[tarantool-patches] [PATCH v1 3/5] box: introduce path field in key_part
Kirill Shcherbatov
kshcherbatov at tarantool.org
Mon Aug 6 15:27:00 MSK 2018
As we need to store user-defined JSON path in key_part
and key_part_def, we have introduced path and path_len
fields. JSON path is verified and transformed to canonical
form on index msgpack unpack.
Because of field names specified as format could be changed
key_part path persisted in Tarantool should be always started
with first-level field access via array index(not by name).
Part of #1012.
---
src/box/key_def.c | 197 +++++++++++++++++++++++++++++++++++++++++++++++----
src/box/key_def.h | 13 +++-
src/box/lua/space.cc | 5 ++
src/box/schema.cc | 8 +--
src/box/vy_log.c | 3 +-
5 files changed, 205 insertions(+), 21 deletions(-)
diff --git a/src/box/key_def.c b/src/box/key_def.c
index 8a4262b..79e07f8 100644
--- a/src/box/key_def.c
+++ b/src/box/key_def.c
@@ -35,12 +35,15 @@
#include "column_mask.h"
#include "schema_def.h"
#include "coll_id_cache.h"
+#include "fiber.h"
+#include "json/path.h"
static const struct key_part_def key_part_def_default = {
0,
field_type_MAX,
COLL_NONE,
false,
+ NULL
};
static int64_t
@@ -53,6 +56,7 @@ part_type_by_name_wrapper(const char *str, uint32_t len)
#define PART_OPT_FIELD "field"
#define PART_OPT_COLLATION "collation"
#define PART_OPT_NULLABILITY "is_nullable"

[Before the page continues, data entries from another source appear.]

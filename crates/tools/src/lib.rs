//! Developer tooling: read-only inspection of an avatar's appearance state.
//!
//! # Invariants
//! - Inspection never mutates the avatar or forces world-matrix updates.

mod inspector;

pub use inspector::{AppearanceInspector, AppearanceSummary, JointInfo, LayerSetInfo, ParamInfo};

pub fn crate_info() -> &'static str {
    "appearance-tools v0.1.0"
}
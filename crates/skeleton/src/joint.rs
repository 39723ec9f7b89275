use appearance_common::Transform;
use glam::{Mat4, Quat, Vec3};
use std::fmt;

bitflags::bitflags! {
    /// Which parts of a joint's cached state are stale.
    #[derive(Debug, Clone, Copy, PartialEq, Eq, Hash, Default)]
    pub struct DirtyFlags: u8 {
        const MATRIX = 1 << 0;
        const ROTATION = 1 << 1;
        const POSITION = 1 << 2;
        const ALL = Self::MATRIX.bits() | Self::ROTATION.bits() | Self::POSITION.bits();
    }
}

/// Index of a joint inside its skeleton.
#[derive(Debug, Clone, Copy, PartialEq, Eq, Hash, PartialOrd, Ord)]
pub struct JointId(pub u32);

impl JointId {
    pub(crate) fn index(self) -> usize {
        self.0 as usize
    }
}

impl fmt::Display for JointId {
    fn fmt(&self, f: &mut fmt::Formatter<'_>) -> fmt::Result {
        write!(f, "joint#{}", self.0)
    }
}

/// One node of the skeletal hierarchy.
///
/// Nodes are only mutated through [`Skeleton`](crate::Skeleton), which keeps
/// dirty bits and parent/child links consistent across the tree.
#[derive(Debug, Clone)]
pub struct JointNode {
    pub(crate) name: String,
    pub(crate) parent: Option<JointId>,
    pub(crate) children: Vec<JointId>,
    pub(crate) local: Transform,
    pub(crate) world_matrix: Mat4,
    pub(crate) world_rotation: Quat,
    pub(crate) dirty: DirtyFlags,
}

impl JointNode {
    pub(crate) fn new(name: String, parent: Option<JointId>, local: Transform) -> Self {
        Self {
            name,
            parent,
            children: Vec::new(),
            local,
            world_matrix: Mat4::IDENTITY,
            world_rotation: Quat::IDENTITY,
            dirty: DirtyFlags::ALL,
        }
    }

    pub fn name(&self) -> &str {
        &self.name
    }

    pub fn parent(&self) -> Option<JointId> {
        self.parent
    }

    /// Children in insertion order.
    pub fn children(&self) -> &[JointId] {
        &self.children
    }

    pub fn local(&self) -> &Transform {
        &self.local
    }

    pub fn position(&self) -> Vec3 {
        self.local.position
    }

    pub fn rotation(&self) -> Quat {
        self.local.rotation
    }

    pub fn scale(&self) -> Vec3 {
        self.local.scale
    }

    pub fn dirty(&self) -> DirtyFlags {
        self.dirty
    }

    pub fn is_dirty(&self) -> bool {
        self.dirty.contains(DirtyFlags::MATRIX)
    }

    /// Recompute the cached world state from the parent's world state.
    pub(crate) fn recompute(&mut self, parent: Option<(Mat4, Quat)>) {
        let local = self.local.to_matrix();
        match parent {
            Some((parent_matrix, parent_rotation)) => {
                self.world_matrix = parent_matrix * local;
                self.world_rotation = parent_rotation * self.local.rotation;
            }
            None => {
                self.world_matrix = local;
                self.world_rotation = self.local.rotation;
            }
        }
        self.dirty = DirtyFlags::empty();
    }
}
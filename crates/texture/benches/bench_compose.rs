use std::collections::BTreeMap;
use std::hint::black_box;
use std::time::Instant;

use appearance_common::{BakeRegion, LocalTextureSlot, ParamId, TextureQuality};
use appearance_params::{ParamRegistry, VisualParam};
use appearance_texture::{
    AlphaParam, ColorBase, ColorOperation, ColorParam, ComposeContext, GlobalColor, ImageCache,
    LayerBlend, LayerSetDef, LayerSource, LocalTexture, MaskSource, Raster, Rgba8, TextureLayer,
    compose,
};
use glam::Vec4;

fn gradient(size: u32) -> Raster {
    let mut r = Raster::new(size, size);
    for y in 0..size {
        for x in 0..size {
            let a = (x * 255 / size.max(1)) as u8;
            r.set_pixel(x, y, Rgba8::new(0, 0, 0, a));
        }
    }
    r
}

fn make_set(layer_count: usize) -> LayerSetDef {
    let mut def = LayerSetDef::new(BakeRegion::UpperBody).with_layer(
        TextureLayer::new("skin", LayerSource::Color, LayerBlend::DirectWrite)
            .with_color_base(ColorBase::Global("skin".into())),
    );
    for i in 0..layer_count {
        def = def.with_layer(
            TextureLayer::new(
                format!("cloth_{i}"),
                LayerSource::LocalTexture(LocalTextureSlot::new("upper_shirt")),
                LayerBlend::Masked(MaskSource::Visibility(true)),
            )
            .with_alpha_param(AlphaParam::gradient(ParamId(2), "gradient.tga", 0.05)),
        );
    }
    def.clear_alpha = true;
    def
}

fn bench_compose(size: u32, layer_count: usize, iterations: usize) {
    let mut params = ParamRegistry::new();
    let mut tone = VisualParam::new(ParamId(1), "skin_tone", 0.0, 1.0, 0.5).unwrap();
    tone.set_weight(0.7);
    params.add_visual(tone).unwrap();
    params
        .add_visual(VisualParam::new(ParamId(2), "shirt_length", 0.0, 1.0, 0.5).unwrap())
        .unwrap();

    let globals = BTreeMap::from([(
        "skin".to_string(),
        GlobalColor::new(
            "skin",
            vec![ColorParam::new(
                ParamId(1),
                ColorOperation::Add,
                vec![Vec4::new(0.4, 0.3, 0.2, 1.0), Vec4::new(0.9, 0.7, 0.6, 1.0)],
            )],
        ),
    )]);
    let local = BTreeMap::from([(
        LocalTextureSlot::new("upper_shirt"),
        LocalTexture::new(Raster::filled(256, 256, Rgba8::new(30, 60, 200, 255)), TextureQuality::Final),
    )]);
    let mut images = ImageCache::new(None);
    images.insert("gradient.tga", gradient(128));

    let ctx = ComposeContext {
        params: &params,
        globals: &globals,
        local_textures: &local,
        images: &images,
    };
    let set = make_set(layer_count);

    let start = Instant::now();
    for _ in 0..iterations {
        let _ = black_box(compose(black_box(&set), true, size, size, &ctx));
    }
    let elapsed = start.elapsed();
    let per_iter = elapsed / iterations as u32;
    println!(
        "  compose ({size}x{size}, {layer_count} layers, {iterations} iters): {per_iter:?}/iter, total {elapsed:?}"
    );
}

fn main() {
    println!("=== Layer Set Compose Benchmarks ===\n");

    println!("Bake size:");
    bench_compose(128, 2, 50);
    bench_compose(256, 2, 20);
    bench_compose(512, 2, 5);

    println!("\nLayer count (256x256):");
    bench_compose(256, 1, 20);
    bench_compose(256, 4, 10);
    bench_compose(256, 8, 5);

    println!("\n=== Done ===");
}
use appearance_common::ParamId;
use serde::{Deserialize, Serialize};

use crate::visual::{VisualParam, WeightRange};

/// Piecewise-linear breakpoints `min1 <= max1 <= max2 <= min2` in driver space.
///
/// The driven weight rises from the driven minimum at `min1` to the driven
/// maximum at `max1`, holds until `max2`, then falls back to the minimum at `min2`.
#[derive(Debug, Clone, Copy, PartialEq, Serialize, Deserialize)]
pub struct Breakpoints {
    pub min1: f32,
    pub max1: f32,
    pub max2: f32,
    pub min2: f32,
}

impl Breakpoints {
    pub fn new(min1: f32, max1: f32, max2: f32, min2: f32) -> Self {
        Self {
            min1,
            max1,
            max2,
            min2,
        }
    }

    /// A plain rising ramp over the driver's whole range.
    pub fn full_range(driver: WeightRange) -> Self {
        Self::new(driver.min, driver.max, driver.max, driver.max)
    }

    pub fn is_ordered(&self) -> bool {
        let values = [self.min1, self.max1, self.max2, self.min2];
        values.iter().all(|v| v.is_finite())
            && self.min1 <= self.max1
            && self.max1 <= self.max2
            && self.max2 <= self.min2
    }
}

/// One link from a driver to a dependent parameter.
#[derive(Debug, Clone, Copy, PartialEq)]
pub struct DrivenEntry {
    pub target: ParamId,
    pub breakpoints: Breakpoints,
}

/// Map a driver weight onto a driven weight.
///
/// Boundary handling compares breakpoints against the driver's absolute bounds
/// with exact equality.
pub fn driven_weight(
    breakpoints: &Breakpoints,
    driver: WeightRange,
    driven: WeightRange,
    input: f32,
) -> f32 {
    let Breakpoints {
        min1,
        max1,
        max2,
        min2,
    } = *breakpoints;

    if input <= min1 {
        if min1 == max1 && min1 == driver.min {
            driven.max
        } else {
            driven.min
        }
    } else if input <= max1 {
        let t = (input - min1) / (max1 - min1);
        driven.min + t * (driven.max - driven.min)
    } else if input <= max2 {
        driven.max
    } else if input <= min2 {
        let t = (input - max2) / (min2 - max2);
        driven.max + t * (driven.min - driven.max)
    } else if min2 == driver.max {
        driven.max
    } else {
        driven.min
    }
}

/// Mapping used while the driver animates and may overshoot its range.
///
/// Below `min1` (when `min1` is the driver's absolute minimum) the rising segment
/// is extrapolated, or held at the driven maximum when that segment is degenerate.
/// Above `min2` the falling segment is treated the same way against the
/// absolute maximum. Everything else uses [`driven_weight`].
pub fn animated_driven_weight(
    breakpoints: &Breakpoints,
    driver: WeightRange,
    driven: WeightRange,
    input: f32,
) -> f32 {
    let Breakpoints {
        min1,
        max1,
        max2,
        min2,
    } = *breakpoints;

    if input < min1 && min1 == driver.min {
        if min1 == max1 {
            driven.max
        } else {
            let t = (input - min1) / (max1 - min1);
            driven.min + t * (driven.max - driven.min)
        }
    } else if input > min2 && min2 == driver.max {
        if max2 == min2 {
            driven.max
        } else {
            let t = (input - max2) / (min2 - max2);
            driven.max + t * (driven.min - driven.max)
        }
    } else {
        driven_weight(breakpoints, driver, driven, input)
    }
}

/// A visual parameter whose weight fans out onto linked targets.
#[derive(Debug, Clone, PartialEq)]
pub struct DriverParam {
    param: VisualParam,
    driven: Vec<DrivenEntry>,
}

impl DriverParam {
    pub fn new(param: VisualParam) -> Self {
        Self {
            param,
            driven: Vec::new(),
        }
    }

    pub fn param(&self) -> &VisualParam {
        &self.param
    }

    pub(crate) fn param_mut(&mut self) -> &mut VisualParam {
        &mut self.param
    }

    pub fn id(&self) -> ParamId {
        self.param.id()
    }

    pub fn weight(&self) -> f32 {
        self.param.weight()
    }

    /// Linked entries in link order.
    pub fn driven(&self) -> &[DrivenEntry] {
        &self.driven
    }

    pub fn drives(&self, target: ParamId) -> bool {
        self.driven.iter().any(|e| e.target == target)
    }

    /// Add or replace the link to `entry.target`.
    pub(crate) fn link(&mut self, entry: DrivenEntry) {
        match self.driven.iter_mut().find(|e| e.target == entry.target) {
            Some(existing) => *existing = entry,
            None => self.driven.push(entry),
        }
    }

    pub(crate) fn unlink(&mut self, target: ParamId) -> bool {
        let before = self.driven.len();
        self.driven.retain(|e| e.target != target);
        before != self.driven.len()
    }

    /// Weight the driver currently assigns to a target with range `driven`.
    pub fn target_weight(&self, entry: &DrivenEntry, driven: WeightRange) -> f32 {
        let range = self.param.range();
        if self.param.is_animating() {
            animated_driven_weight(&entry.breakpoints, range, driven, self.param.weight())
        } else {
            driven_weight(&entry.breakpoints, range, driven, self.param.weight())
        }
    }
}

+#define PART_OPT_PATH "path"
const struct opt_def part_def_reg[] = {
OPT_DEF_ENUM(PART_OPT_TYPE, field_type, struct key_part_def, type,
@@ -61,6 +65,7 @@ const struct opt_def part_def_reg[] = {
OPT_DEF(PART_OPT_COLLATION, OPT_UINT32, struct key_part_def, coll_id),
OPT_DEF(PART_OPT_NULLABILITY, OPT_BOOL, struct key_part_def,
is_nullable),
+ OPT_DEF(PART_OPT_PATH, OPT_STRPTR, struct key_part_def, path),
OPT_END,
};
@@ -103,7 +108,27 @@ key_def_dup(const struct key_def *src)
return NULL;
}
memcpy(res, src, sz);
+ uint32_t i = 0;
+ for (; i < src->part_count; i++) {
+ if (src->parts[i].path == NULL) {
+ res->parts[i].path = NULL;
+ continue;
+ }
+ char *path = strdup(src->parts[i].path);
+ if (path == NULL) {
+ diag_set(OutOfMemory, src->parts[i].path_len + 1,
+ "strdup", "path");
+ goto error;
+ }
+ res->parts[i].path = path;
+ }
return res;
+
+error:
+ for (uint32_t j = 0; j < i; j++)
+ free((void *)res->parts[j].path);
+ free(res);
+ return NULL;
}
void
@@ -118,6 +143,8 @@ key_def_swap(struct key_def *old_def, struct key_def *new_def)
void
key_def_delete(struct key_def *def)
{
+ for (uint32_t i = 0; i < def->part_count; i++)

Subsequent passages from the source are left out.